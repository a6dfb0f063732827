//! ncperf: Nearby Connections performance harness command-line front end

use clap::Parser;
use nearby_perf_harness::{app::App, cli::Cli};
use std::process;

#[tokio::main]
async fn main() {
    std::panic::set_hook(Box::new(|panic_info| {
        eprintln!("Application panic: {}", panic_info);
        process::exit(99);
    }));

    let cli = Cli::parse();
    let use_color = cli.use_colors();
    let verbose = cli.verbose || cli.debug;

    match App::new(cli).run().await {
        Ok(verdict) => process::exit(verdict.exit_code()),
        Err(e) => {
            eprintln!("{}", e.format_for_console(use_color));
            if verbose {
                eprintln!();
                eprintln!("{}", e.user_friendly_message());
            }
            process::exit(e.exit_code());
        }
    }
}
----------------------------------------
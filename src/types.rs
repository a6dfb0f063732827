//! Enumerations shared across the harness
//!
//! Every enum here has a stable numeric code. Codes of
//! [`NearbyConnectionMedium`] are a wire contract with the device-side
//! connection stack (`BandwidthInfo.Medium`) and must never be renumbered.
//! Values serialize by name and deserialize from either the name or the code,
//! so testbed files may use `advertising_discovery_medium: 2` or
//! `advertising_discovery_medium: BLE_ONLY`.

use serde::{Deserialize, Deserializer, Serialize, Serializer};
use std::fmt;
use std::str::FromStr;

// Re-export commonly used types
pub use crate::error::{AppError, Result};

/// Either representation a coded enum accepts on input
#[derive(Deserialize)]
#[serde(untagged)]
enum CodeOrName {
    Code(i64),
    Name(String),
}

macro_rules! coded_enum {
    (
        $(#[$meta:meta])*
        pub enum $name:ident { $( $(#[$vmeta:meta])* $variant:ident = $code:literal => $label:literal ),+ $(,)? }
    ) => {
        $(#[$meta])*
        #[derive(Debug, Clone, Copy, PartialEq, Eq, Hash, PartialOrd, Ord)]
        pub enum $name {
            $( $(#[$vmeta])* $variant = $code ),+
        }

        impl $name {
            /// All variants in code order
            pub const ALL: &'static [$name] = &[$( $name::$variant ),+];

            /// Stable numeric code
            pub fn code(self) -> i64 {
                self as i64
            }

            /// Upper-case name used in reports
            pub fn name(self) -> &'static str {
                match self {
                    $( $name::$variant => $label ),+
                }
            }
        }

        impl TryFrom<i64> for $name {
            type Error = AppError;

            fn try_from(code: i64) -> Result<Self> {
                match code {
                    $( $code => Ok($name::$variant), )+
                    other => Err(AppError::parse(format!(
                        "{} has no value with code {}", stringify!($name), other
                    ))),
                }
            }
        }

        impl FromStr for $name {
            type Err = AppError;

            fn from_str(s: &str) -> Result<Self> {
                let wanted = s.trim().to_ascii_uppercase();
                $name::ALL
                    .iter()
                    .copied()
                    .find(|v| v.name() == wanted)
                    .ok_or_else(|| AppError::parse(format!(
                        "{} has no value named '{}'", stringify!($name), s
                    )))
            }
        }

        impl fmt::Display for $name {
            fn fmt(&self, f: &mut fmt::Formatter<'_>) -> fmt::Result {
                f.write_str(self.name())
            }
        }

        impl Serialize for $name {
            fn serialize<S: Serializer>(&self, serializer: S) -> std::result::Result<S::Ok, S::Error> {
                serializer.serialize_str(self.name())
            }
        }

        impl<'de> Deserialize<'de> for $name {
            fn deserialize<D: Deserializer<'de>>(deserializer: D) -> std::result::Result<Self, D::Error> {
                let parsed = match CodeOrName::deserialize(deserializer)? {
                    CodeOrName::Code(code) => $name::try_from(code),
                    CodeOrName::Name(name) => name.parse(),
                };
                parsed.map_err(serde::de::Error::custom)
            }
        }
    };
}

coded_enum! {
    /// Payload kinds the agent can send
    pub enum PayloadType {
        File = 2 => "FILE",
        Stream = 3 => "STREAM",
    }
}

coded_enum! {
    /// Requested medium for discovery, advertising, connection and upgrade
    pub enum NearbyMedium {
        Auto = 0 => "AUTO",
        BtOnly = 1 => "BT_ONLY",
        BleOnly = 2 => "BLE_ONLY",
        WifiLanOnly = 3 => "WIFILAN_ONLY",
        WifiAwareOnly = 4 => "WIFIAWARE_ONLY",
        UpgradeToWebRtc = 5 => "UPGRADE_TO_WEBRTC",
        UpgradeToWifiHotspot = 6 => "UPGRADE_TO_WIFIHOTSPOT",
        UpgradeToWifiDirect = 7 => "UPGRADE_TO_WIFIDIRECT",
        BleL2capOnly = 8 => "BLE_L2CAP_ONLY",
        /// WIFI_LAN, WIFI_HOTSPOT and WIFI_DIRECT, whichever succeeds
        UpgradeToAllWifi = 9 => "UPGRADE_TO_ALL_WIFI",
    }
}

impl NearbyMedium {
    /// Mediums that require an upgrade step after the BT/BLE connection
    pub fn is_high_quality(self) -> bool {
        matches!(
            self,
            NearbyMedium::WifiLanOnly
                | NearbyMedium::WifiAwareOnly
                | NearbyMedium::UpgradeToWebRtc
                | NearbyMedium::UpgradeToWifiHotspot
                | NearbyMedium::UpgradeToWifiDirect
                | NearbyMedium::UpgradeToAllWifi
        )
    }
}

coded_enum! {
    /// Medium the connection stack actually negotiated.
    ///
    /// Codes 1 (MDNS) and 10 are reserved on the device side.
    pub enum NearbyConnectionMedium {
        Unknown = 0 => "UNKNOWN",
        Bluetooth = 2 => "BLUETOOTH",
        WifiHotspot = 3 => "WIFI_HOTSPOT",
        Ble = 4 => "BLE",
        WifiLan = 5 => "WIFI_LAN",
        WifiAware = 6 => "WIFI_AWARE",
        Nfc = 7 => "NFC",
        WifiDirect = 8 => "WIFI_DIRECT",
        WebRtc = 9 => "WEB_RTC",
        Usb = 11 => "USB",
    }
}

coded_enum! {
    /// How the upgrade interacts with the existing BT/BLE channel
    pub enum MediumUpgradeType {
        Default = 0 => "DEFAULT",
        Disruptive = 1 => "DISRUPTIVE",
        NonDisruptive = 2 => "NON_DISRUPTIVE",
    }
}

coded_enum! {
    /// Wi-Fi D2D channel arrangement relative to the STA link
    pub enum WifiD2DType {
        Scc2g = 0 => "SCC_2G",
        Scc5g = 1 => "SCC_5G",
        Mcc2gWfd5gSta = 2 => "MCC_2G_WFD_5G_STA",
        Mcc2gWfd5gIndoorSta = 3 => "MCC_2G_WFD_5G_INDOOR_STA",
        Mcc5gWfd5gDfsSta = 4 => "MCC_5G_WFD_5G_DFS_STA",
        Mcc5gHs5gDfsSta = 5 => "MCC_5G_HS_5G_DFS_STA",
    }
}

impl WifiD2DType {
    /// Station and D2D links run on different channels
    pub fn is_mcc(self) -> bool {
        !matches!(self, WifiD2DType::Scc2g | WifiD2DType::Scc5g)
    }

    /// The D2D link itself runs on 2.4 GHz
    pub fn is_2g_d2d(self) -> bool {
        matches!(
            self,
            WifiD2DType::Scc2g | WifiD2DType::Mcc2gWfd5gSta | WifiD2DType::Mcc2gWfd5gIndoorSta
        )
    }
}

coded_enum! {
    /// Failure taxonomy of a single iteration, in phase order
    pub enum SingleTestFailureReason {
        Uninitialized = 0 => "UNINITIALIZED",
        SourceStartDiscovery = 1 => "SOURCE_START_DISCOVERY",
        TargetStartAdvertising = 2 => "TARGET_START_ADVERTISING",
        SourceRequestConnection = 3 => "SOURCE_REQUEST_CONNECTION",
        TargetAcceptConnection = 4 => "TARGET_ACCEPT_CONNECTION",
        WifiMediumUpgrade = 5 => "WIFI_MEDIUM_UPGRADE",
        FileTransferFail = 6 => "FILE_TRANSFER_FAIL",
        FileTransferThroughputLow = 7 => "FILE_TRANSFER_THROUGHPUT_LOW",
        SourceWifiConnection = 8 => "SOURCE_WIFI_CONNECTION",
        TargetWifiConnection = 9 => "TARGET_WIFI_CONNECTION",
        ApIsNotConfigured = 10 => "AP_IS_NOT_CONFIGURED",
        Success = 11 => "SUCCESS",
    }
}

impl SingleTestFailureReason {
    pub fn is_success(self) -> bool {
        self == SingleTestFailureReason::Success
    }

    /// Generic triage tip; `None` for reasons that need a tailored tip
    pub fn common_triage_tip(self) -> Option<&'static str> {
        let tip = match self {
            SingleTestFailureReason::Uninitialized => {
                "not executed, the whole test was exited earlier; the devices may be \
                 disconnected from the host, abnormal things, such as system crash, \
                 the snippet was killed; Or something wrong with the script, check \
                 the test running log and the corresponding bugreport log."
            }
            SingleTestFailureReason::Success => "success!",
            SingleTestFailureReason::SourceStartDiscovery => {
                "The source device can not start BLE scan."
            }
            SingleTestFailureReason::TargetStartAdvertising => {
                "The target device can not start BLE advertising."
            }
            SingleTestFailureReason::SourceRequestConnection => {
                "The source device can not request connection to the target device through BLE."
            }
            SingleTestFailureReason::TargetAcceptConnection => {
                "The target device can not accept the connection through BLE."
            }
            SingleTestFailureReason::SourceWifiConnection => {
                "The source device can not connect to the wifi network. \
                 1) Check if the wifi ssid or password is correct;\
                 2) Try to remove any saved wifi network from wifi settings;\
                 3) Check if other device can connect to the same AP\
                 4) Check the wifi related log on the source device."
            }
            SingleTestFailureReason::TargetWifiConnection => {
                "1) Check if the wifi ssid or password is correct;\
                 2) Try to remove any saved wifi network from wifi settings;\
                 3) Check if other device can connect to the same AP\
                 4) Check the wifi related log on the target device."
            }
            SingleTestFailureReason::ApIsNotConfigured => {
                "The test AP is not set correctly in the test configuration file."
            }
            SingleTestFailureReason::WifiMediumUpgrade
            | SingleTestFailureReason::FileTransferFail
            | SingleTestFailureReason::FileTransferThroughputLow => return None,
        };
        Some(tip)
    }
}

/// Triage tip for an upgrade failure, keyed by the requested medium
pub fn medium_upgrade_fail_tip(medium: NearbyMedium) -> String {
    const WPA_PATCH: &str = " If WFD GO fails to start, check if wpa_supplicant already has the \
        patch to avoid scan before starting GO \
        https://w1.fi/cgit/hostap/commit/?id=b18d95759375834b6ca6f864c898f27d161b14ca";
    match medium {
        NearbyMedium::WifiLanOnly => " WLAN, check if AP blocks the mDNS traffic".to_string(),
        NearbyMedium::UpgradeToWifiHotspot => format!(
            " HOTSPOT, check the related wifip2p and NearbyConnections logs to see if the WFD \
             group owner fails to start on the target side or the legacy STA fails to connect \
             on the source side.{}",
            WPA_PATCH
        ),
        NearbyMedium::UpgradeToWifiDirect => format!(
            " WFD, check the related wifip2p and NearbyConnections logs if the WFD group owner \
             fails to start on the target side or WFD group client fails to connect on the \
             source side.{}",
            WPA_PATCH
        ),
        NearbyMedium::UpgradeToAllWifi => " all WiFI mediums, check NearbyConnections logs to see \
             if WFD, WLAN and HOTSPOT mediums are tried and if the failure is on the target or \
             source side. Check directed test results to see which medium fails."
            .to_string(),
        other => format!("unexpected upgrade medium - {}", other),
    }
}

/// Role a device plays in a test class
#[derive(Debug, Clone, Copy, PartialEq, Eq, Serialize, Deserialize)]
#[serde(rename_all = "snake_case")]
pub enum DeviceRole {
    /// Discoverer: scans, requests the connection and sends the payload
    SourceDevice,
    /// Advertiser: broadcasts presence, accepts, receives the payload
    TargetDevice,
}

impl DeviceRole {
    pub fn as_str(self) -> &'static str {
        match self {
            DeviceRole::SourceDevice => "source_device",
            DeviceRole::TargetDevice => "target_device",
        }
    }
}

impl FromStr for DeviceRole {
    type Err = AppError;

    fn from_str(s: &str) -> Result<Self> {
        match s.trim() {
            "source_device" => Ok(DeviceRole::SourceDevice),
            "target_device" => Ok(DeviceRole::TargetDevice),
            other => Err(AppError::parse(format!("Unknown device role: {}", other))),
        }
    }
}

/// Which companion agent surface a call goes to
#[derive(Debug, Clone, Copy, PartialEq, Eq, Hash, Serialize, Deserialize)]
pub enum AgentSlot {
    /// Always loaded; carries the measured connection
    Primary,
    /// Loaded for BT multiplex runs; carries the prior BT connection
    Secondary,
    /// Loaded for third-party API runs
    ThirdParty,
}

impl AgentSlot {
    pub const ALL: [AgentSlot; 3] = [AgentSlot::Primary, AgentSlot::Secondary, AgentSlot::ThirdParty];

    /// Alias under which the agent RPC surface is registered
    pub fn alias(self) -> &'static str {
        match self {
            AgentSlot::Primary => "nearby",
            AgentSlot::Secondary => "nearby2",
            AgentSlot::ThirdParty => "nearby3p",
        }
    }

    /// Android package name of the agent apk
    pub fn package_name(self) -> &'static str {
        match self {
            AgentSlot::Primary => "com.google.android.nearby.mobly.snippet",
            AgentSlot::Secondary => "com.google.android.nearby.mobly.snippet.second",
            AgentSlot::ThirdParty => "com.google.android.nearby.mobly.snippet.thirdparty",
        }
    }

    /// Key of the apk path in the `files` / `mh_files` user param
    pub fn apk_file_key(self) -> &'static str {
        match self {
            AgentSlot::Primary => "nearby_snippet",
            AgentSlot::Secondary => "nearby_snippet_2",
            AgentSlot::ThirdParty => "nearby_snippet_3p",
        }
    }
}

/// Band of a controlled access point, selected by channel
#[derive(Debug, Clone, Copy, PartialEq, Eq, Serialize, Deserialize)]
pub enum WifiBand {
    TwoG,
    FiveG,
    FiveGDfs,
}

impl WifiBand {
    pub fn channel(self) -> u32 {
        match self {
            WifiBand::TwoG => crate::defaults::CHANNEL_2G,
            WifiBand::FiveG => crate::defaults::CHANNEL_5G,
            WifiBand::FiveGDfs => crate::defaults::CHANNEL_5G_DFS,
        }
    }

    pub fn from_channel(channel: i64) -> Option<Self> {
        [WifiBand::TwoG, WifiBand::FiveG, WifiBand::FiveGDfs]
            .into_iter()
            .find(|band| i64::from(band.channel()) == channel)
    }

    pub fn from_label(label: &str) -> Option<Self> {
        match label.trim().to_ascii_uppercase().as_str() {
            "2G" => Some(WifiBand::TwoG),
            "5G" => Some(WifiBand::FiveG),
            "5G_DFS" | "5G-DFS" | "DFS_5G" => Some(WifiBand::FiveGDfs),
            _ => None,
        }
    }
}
----------------------------------------
Work to be completed.
Search the entries for the word "NearbyConnections" and gather every line where it appears.

Written response.
            " HOTSPOT, check the related wifip2p and NearbyConnections logs to see if the WFD \
            " WFD, check the related wifip2p and NearbyConnections logs if the WFD group owner \
        NearbyMedium::UpgradeToAllWifi => " all WiFI mediums, check NearbyConnections logs to see \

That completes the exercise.